(((Deb))) - I've missed a whole page (been busy with school work).
My dad is a "reformed smoker", my stepmom, niece, and I smoke. He likens it to my addiction, and though I KNOW it's an addiction, I remind him "smoking hasn't put me in jail, had me selling myself on the streets or shooting up drugs into my veins (I did the opiates before crack)". It's not that I'm downplaying smoking cigarettes as an addiction, it just doesn't take you to the same place we addicts of drugs/alcohol go. Not to say I haven't known people to turn off their oxygen to light up a cig
As far as letting him know what's going on with your life, I wouldn't think of it as throwing it in his face. Simple things like just mentioning what you've done that day, ran into so-and-so, went out to eat, whatever. If he grumbles and gripes that HE can't do that (which I did, at the beginning, saying "must be nice" sarcastically) just blow it off. A really good response I learned here is "hmmm"

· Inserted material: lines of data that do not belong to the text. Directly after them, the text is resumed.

//! Identifiers and record states shared by the windowing and loading code.

use chrono::{DateTime, Utc};
use serde::{Deserialize, Serialize};
use std::collections::HashMap;
use std::fmt;
use std::sync::Arc;

macro_rules! define_id {
    ($(#[$meta:meta])* $name:ident) => {
        $(#[$meta])*
        #[derive(Clone, PartialEq, Eq, Hash, PartialOrd, Ord, Serialize, Deserialize)]
        #[serde(transparent)]
        pub struct $name(Arc<str>);

        impl $name {
            pub fn new(id: impl AsRef<str>) -> Self {
                Self(Arc::from(id.as_ref()))
            }

            pub fn as_str(&self) -> &str {
                &self.0
            }
        }

        impl fmt::Debug for $name {
            fn fmt(&self, f: &mut fmt::Formatter<'_>) -> fmt::Result {
                write!(f, "{}({})", stringify!($name), self.0)
            }
        }

        impl fmt::Display for $name {
            fn fmt(&self, f: &mut fmt::Formatter<'_>) -> fmt::Result {
                f.write_str(&self.0)
            }
        }

        impl From<&str> for $name {
            fn from(s: &str) -> Self {
                Self::new(s)
            }
        }

        impl From<String> for $name {
            fn from(s: String) -> Self {
                Self(Arc::from(s))
            }
        }
    };
}

define_id! {
    /// Opaque content id of a message, unique within its thread.
    MessageId
}

define_id! {
    /// Opaque id of a chat thread.
    ThreadId
}

/// Resolved content of a single message.
#[derive(Debug, Clone, PartialEq, Serialize, Deserialize)]
pub struct MessageRecord {
    pub id: MessageId,
    pub thread: ThreadId,
    pub sender: String,
    pub body: String,
    pub created_at: DateTime<Utc>,
    /// Id of the message this one replies to, if any.
    #[serde(default)]
    pub reply_to: Option<MessageId>,
}

impl MessageRecord {
    pub fn new(id: MessageId, thread: ThreadId, sender: impl Into<String>, body: impl Into<String>) -> Self {
        Self {
            id,
            thread,
            sender: sender.into(),
            body: body.into(),
            created_at: Utc::now(),
            reply_to: None,
        }
    }

    pub fn with_reply_to(mut self, target: MessageId) -> Self {
        self.reply_to = Some(target);
        self
    }
}

/// Per-id state of a record in the shared cache.
#[derive(Debug, Clone, PartialEq)]
pub enum RecordState {
    Loading,
    Resolved(Arc<MessageRecord>),
    /// The fetch for this record failed. Only this row is affected.
    Failed(String),
}

impl RecordState {
    pub fn is_loading(&self) -> bool {
        matches!(self, RecordState::Loading)
    }

    /// Settled means the fetch finished, successfully or not.
    pub fn is_settled(&self) -> bool {
        !self.is_loading()
    }

    pub fn record(&self) -> Option<&Arc<MessageRecord>> {
        match self {
            RecordState::Resolved(record) => Some(record),
            _ => None,
        }
    }
}

/// Id-keyed results so late resolutions patch the right slot no matter the
/// order they arrive in.
pub type RecordMap = HashMap<MessageId, RecordState>;

#[cfg(test)]
mod tests {
    use super::*;

    #[test]
    fn test_ids_compare_by_content() {
        let a = MessageId::new("0x1-42");
        let b: MessageId = "0x1-42".into();
        assert_eq!(a, b);
        assert_eq!(a.to_string(), "0x1-42");
        assert_eq!(format!("{a:?}"), "MessageId(0x1-42)");
    }

    #[test]
    fn test_record_state_settled() {
        assert!(!RecordState::Loading.is_settled());
        assert!(RecordState::Failed("boom".into()).is_settled());

        let record = MessageRecord::new("m1".into(), "t1".into(), "alice", "hi");
        let state = RecordState::Resolved(Arc::new(record));
        assert!(state.is_settled());
        assert_eq!(state.record().map(|r| r.body.as_str()), Some("hi"));
    }

    #[test]
    fn test_record_serializes_ids_as_plain_strings() {
        let record = MessageRecord::new("m1".into(), "t1".into(), "alice", "hi")
            .with_reply_to("m0".into());
        let json = serde_json::to_value(&record).unwrap();
        assert_eq!(json["id"], "m1");
        assert_eq!(json["reply_to"], "m0");
    }
}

Remember, you have a right to live life as best you can. His actions got him where he is, and he can learn from them if he chooses. I use the "hmmm" a lot when my niece is whining about something and if she continues, I remind her about "consequences" at which point she hangs up on me.
Regardless, I feel the seeds are being planted in her brain, just as they were mine, and though she may not act on them for a time, it's amazing the things you remember when you're thinking more clearly.